Cignetti led the Hoosiers to an 11-1 season, the most wins in program history. Indiana was predicted to finish towards the bottom of the Big Ten by virtually every national outlet.
IU improved from 3-9 a year ago, one of the biggest turnarounds in FBS history.
The honor marks the fourth time in his career that he earned coach of the year accolades from the conference office, doing so once at each of his previous stops. He was the Pennsylvania State Athletic Conference Coach of the Year in 2012, the Colonial Athletic Association Coach of the Year in 2017 and Sun Belt Coach of the Year in 2023.
He is the third Indiana head coach to win the Big Ten Coach of the Year award, with Tom Allen (2020) and Bill Mallory (1986) each winning both awards, while Mallory was also selected as the media’s coach of the year in 1987.
On the short list for nearly every national coach of the year honors, Cignetti has engineered an eight-game improvement from Indiana’s 2023 to 2024 seasons. That number currently sits tied for the second-best improvement by a first-year head coach since at least 1996.

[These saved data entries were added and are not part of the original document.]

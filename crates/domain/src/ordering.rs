// Copyright (C) 2026 Fred Clausen
// Use of this source code is governed by an MIT-style
// license that can be found in the LICENSE file or at
// https://opensource.org/licenses/MIT.

//! Dense `1..=N` display ordering for shifts and assignments.
//!
//! Stored orders can drift (gaps, duplicates) after deletes or concurrent
//! edits, so every reorder first renormalizes and then shifts neighbours.
//! All functions return only the entries whose order changes.

use crate::error::DomainError;

/// An ordered row: a sort key (the tie-break after display order) and its order.
#[derive(Debug, Clone, PartialEq, Eq)]
pub struct OrderedEntry<K> {
    pub key: K,
    pub display_order: i64,
}

impl<K> OrderedEntry<K> {
    /// Creates an entry.
    #[must_use]
    pub const fn new(key: K, display_order: i64) -> Self {
        Self { key, display_order }
    }
}

/// Sorts by `(display_order, key)` and assigns `1..=N`.
///
/// Returns the full dense list in order.
#[must_use]
pub fn renormalize<K: Ord + Clone>(entries: &[OrderedEntry<K>]) -> Vec<OrderedEntry<K>> {
    let mut sorted: Vec<&OrderedEntry<K>> = entries.iter().collect();
    sorted.sort_by(|a, b| {
        a.display_order
            .cmp(&b.display_order)
            .then_with(|| a.key.cmp(&b.key))
    });
    sorted
        .into_iter()
        .zip(1_i64..)
        .map(|(entry, position)| OrderedEntry::new(entry.key.clone(), position))
        .collect()
}

/// Entries whose order differs between `before` and `after` (matched by key).
#[must_use]
pub fn changed_entries<K: Eq + Clone>(
    before: &[OrderedEntry<K>],
    after: &[OrderedEntry<K>],
) -> Vec<OrderedEntry<K>> {
    after
        .iter()
        .filter(|entry| {
            before
                .iter()
                .find(|old| old.key == entry.key)
                .is_none_or(|old| old.display_order != entry.display_order)
        })
        .cloned()
        .collect()
}

/// Resolves the position for a new entry among `count` existing ones.
///
/// Defaults to the end (`count + 1`).
///
/// # Errors
///
/// Returns an error if the requested position is outside `1..=count + 1`.
pub fn resolve_insert_position(count: usize, requested: Option<i64>) -> Result<i64, DomainError> {
    let max: usize = count + 1;
    let max_i64: i64 = i64::try_from(max).unwrap_or(i64::MAX);
    let target: i64 = requested.unwrap_or(max_i64);
    if target < 1 || target > max_i64 {
        return Err(DomainError::InvalidDisplayPosition {
            requested: target,
            max,
        });
    }
    Ok(target)
}

/// Resolves a move target among `count` entries, defaulting to `current`.
///
/// # Errors
///
/// Returns an error if the requested position is outside `1..=max(count, 1)`.
pub fn resolve_move_position(
    count: usize,
    current: i64,
    requested: Option<i64>,
) -> Result<i64, DomainError> {
    let max: usize = count.max(1);
    let max_i64: i64 = i64::try_from(max).unwrap_or(i64::MAX);
    let target: i64 = requested.unwrap_or(current);
    if target < 1 || target > max_i64 {
        return Err(DomainError::InvalidDisplayPosition {
            requested: target,
            max,
        });
    }
    Ok(target)
}

/// Makes room at `target` in a dense list: entries at or after it move down one.
#[must_use]
pub fn plan_insert<K: Clone>(dense: &[OrderedEntry<K>], target: i64) -> Vec<OrderedEntry<K>> {
    dense
        .iter()
        .filter(|entry| entry.display_order >= target)
        .map(|entry| OrderedEntry::new(entry.key.clone(), entry.display_order + 1))
        .collect()
}

/// Moves `key` to `target` in a dense list.
///
/// Moving up shifts `[target, current)` down by one; moving down shifts
/// `(current, target]` up by one. The moved entry itself is included.
/// Unknown keys produce no changes.
#[must_use]
pub fn plan_move<K: Clone + Eq>(
    dense: &[OrderedEntry<K>],
    key: &K,
    target: i64,
) -> Vec<OrderedEntry<K>> {
    let Some(current) = dense
        .iter()
        .find(|entry| entry.key == *key)
        .map(|entry| entry.display_order)
    else {
        return Vec::new();
    };
    if current == target {
        return Vec::new();
    }

    let mut changes: Vec<OrderedEntry<K>> = dense
        .iter()
        .filter(|entry| entry.key != *key)
        .filter_map(|entry| {
            let order: i64 = entry.display_order;
            if target < current && (target..current).contains(&order) {
                Some(OrderedEntry::new(entry.key.clone(), order + 1))
            } else if target > current && order > current && order <= target {
                Some(OrderedEntry::new(entry.key.clone(), order - 1))
            } else {
                None
            }
        })
        .collect();
    changes.push(OrderedEntry::new(key.clone(), target));
    changes
}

Cignetti was the first-ever Division I head coach to start 8-0 or better in consecutive seasons at different institutions. He led James Madison to a 10-0 mark to start the 2023 season and pushed Indiana to an identical mark to begin the 2024 slate.
The 11 victories in 2024 mark the first double-digit win season in Hoosier history. Likewise, the eight wins in Big Ten play are the most by an IU team since joining the conference in 1900.
He is the only Indiana head coach to start a season at least 4-0 and joined the select group of Big Ten coaches that started their Big Ten tenures with 10-0 overall records in the AP Poll Era (since 1936): Ryan Day (Ohio State, 2018-19), Urban Meyer (Ohio State, 2012), Earle Bruce (Ohio State, 1979), Bennie Oosterbaan (Michigan, 1948-49) and Carroll Widdoes (Ohio State, 1944-45).
Cignetti inked a contract extension during the Hoosiers’ Week 12 bye week. He agreed to an eight-year contract with an average annual compensation of $8 million through 2032.